On 04/22/2013 07:26:21 PM, Luca Barbato wrote:
> On 04/23/2013 01:06 AM, Rich Felker wrote:
> > On Tue, Apr 23, 2013 at 12:42:01AM +0200, Luca Barbato wrote:
> >> On 04/22/2013 11:52 PM, Rich Felker wrote:
> >>>> For this there aren't solution that won't cause different  
> problems I'm
> >>>> afraid.
> >>>
> >>> Sure there are. I get the impression you can tell I was talking  
> about
> >>> libav/ffmpeg's log interface. :-) The obvious solution is to bind  
> log
> >>> contexts to the object you're acting on. See this nice talk:
> >>>
> >>>  
> http://misko.hevery.com/2008/11/21/clean-code-talks-global-state-and-singletons/
> >>>
> >>> If I remember right, part of the problem way back was that there  
> were
> >>> deep function calls that had no context available to them, and  
> that
> >>> didn't _need_ a context for anything but logging warnings or  
> whatnot.
> >>
> >> In the specific case yes. I tried to foster proper return error
> >> propagation, so you get something more meaningful than EINVAL/-1  
> and
> >> that is usually enough in those specific cases.
> >>
> >> The general problem is that the library user wants to be the only  
> one
> >> having a say on what goes where so single point overrides are  
> useful.
> >
> > The problem with your comment here is the phrase "library user". Who
> > is the library user? You may be thinking from a standpoint (in our
> > example) of MPlayer, but what if instead the application you were
> > looking at were a file manager that itself had no awareness of video
> > files, and only ended up processing them as part of a library pulled
> > in from a plugin for file previews? Obviously there is no way the  
> app
> > can be aware of where the log messages should go since it's not  
> aware
> > the library even exists. The user is the library that depends on the
> > library doing the logging, not the app, and it's very possible that
> > there is more than once such library. In which case, you have  
> madness.
> 
> Usually (at least that's what I do in those case) the global logger is
> overridden to use the outer library logger then you -end-user-  
> override
> it as well and then everything goes where you want.
> 
> The other widespread solution is to eat stderr and if something  
> appears
> show to the user, crude but not so bad.
> 
> >> When you start using those libraries in situations in which you'd  
> like
> >> to have per-$situation logging then you start to scream.
> >
> > Keep in mind it might not even be "per-situation logging". It might  
> be
> > something like one plugin needing to send the message back up to the
> > application as a popup message to display, and another plugin just
> > wanting to render the message text as a file preview in place of an
> > image...
> 
> Yeah, logging messages properly is terrible.
> 
> >>> Yes, basically.
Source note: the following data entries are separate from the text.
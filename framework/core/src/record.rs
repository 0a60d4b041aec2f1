use serde::{Deserialize, Deserializer, Serialize, Serializer};

/// A synthetic product record, the unit of data written to every backend.
#[derive(Debug, Clone, PartialEq, Eq, Hash, Serialize, Deserialize)]
pub struct Record {
    pub id: String,
    pub name: String,
    pub price: Price,
    pub category: String,
}

/// A strictly positive price with two decimal places, held as whole cents.
///
/// Serialized as a decimal number, e.g. `12.34`, so that backends can aggregate over it.
#[derive(Debug, Clone, Copy, PartialEq, Eq, PartialOrd, Ord, Hash)]
pub struct Price {
    cents: u32,
}

impl Price {
    /// Returns `None` for a zero price.
    pub fn from_cents(cents: u32) -> Option<Self> {
        (cents > 0).then_some(Self { cents })
    }

    /// Rounds to the nearest cent. Returns `None` unless the rounded value is positive.
    pub fn from_decimal(value: f64) -> Option<Self> {
        if !value.is_finite() {
            return None;
        }
        let cents = (value * 100.0).round();
        if cents < 1.0 || cents > u32::MAX as f64 {
            return None;
        }
        Self::from_cents(cents as u32)
    }

    /// Builds a price from cents, lifting zero to the smallest valid price.
    pub(crate) fn at_least_one_cent(cents: u32) -> Self {
        Self {
            cents: cents.max(1),
        }
    }

    pub fn cents(self) -> u32 {
        self.cents
    }

    pub fn as_f64(self) -> f64 {
        self.cents as f64 / 100.0
    }
}

impl std::fmt::Display for Price {
    fn fmt(&self, f: &mut std::fmt::Formatter<'_>) -> std::fmt::Result {
        write!(f, "{}.{:02}", self.cents / 100, self.cents % 100)
    }
}

impl Serialize for Price {
    fn serialize<S: Serializer>(&self, serializer: S) -> Result<S::Ok, S::Error> {
        serializer.serialize_f64(self.as_f64())
    }
}

impl<'de> Deserialize<'de> for Price {
    fn deserialize<D: Deserializer<'de>>(deserializer: D) -> Result<Self, D::Error> {
        let value = f64::deserialize(deserializer)?;
        Price::from_decimal(value)
            .ok_or_else(|| serde::de::Error::custom(format!("invalid price: {value}")))
    }
}
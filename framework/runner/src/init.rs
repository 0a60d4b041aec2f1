use clap::Parser;

use crate::cli::ModelTunnelScenarioCli;

/// Initialise logging and parse the command line for a scenario binary.
pub fn init() -> ModelTunnelScenarioCli {
    env_logger::init();

    ModelTunnelScenarioCli::parse()
}
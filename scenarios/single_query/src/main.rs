use model_tunnel_engines::prelude::*;

fn main() -> ModelTunnelResult<()> {
    let builder = ScenarioDefinitionBuilder::new_with_init(env!("CARGO_PKG_NAME"))
        .with_workload(Workload::PointLookup)
        .with_default_tiers(vec![1000])
        .use_setup(register_engines);

    run(builder)?;

    Ok(())
}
Dependency on glib means your library will impose
> >>> bloat and it will preclude robustness.
> >>
> >> Yet glib gives you oh-so-many-features (I fell for it once), sadly  
> there
> >> aren't many utility libs that provide sort of useful data  
> structures,
> >
> > If you want the data structures, I think that means you should be
> > using C++, not C.
> 
> C++ stock data structures are too runtime-dependent, crafting your own
> means getting the worst of both words if you aren't extremely careful  
> =\
> 
> Hopefully the new crop of system languages would try to capitalize on
> the experience...

What new crop of system languages?

C is a portable assembly language with minimal abstraction between the  
programmer and what the hardware is actually doing. It uses static  
typing, static memory allocation, and if you really care you can  
explicitly specify integer sizes (uint16_t or LP64) and handle  
endianness and alignment and so on down to memory mapped bitmasks. It  
provides simple container types based on pointer math: arrays are  
simple pointer arithmetic, and structs concatenate a group of variables  
so each member name corresponds to a fixed offset and size (static,  
determined at compile time) where the value is to be found relative to  
the pointer to the start of the struct.

Scripting languages like python/lua/ruby have opaque abstractions where  
you honestly don't need to know how it's implemented. They replace  
poitners with references, and build garbage collection and dynamic  
typing on top of that. Their built-in container types are resizeable,  
including an array variant and a dictionary variant. The dictionaries  
aggregate via keyword/value association, so you can add and remove  
members on the fly.

In C, types are a property of pointers. In scripting languages, types  
are a property of objects, meaning _references_have_no_type_. You  
dereference to find out what type it is. So when you implement  
functions, you find out what type it is when you try to use it, but  
asking for a member and performing an operation on that member. If the  
member isn't there, or doesn't support that operation, it throws an  
exception. You can catch that exception and handle it however you like,  
up to and including adjusting the object to add the member in question  
so it _can_ succeed. But if you don't catch the exception locally, no  
problem: it's all garbage collected. References that fall out of scope  
are naturally freed by the system.

These are two fundamentally different ways of programming. scripting  
languages are dynamic, everything interesting determineda t runtime, to  
the point where they don't even have a compilation step. You set the  
executable bit on your source code. (Is there a bytecode compilation  
step at load time with an optimized interpreter doing batched code  
translation with buffering that Sun's marketing department called "just  
in time" or some such nonsense but which Apple's 68k emulator for the  
PowerPC was already doing in 1994? Maybe. Again: it doesn't matter, the  
abstractions are opaque, it all just works.)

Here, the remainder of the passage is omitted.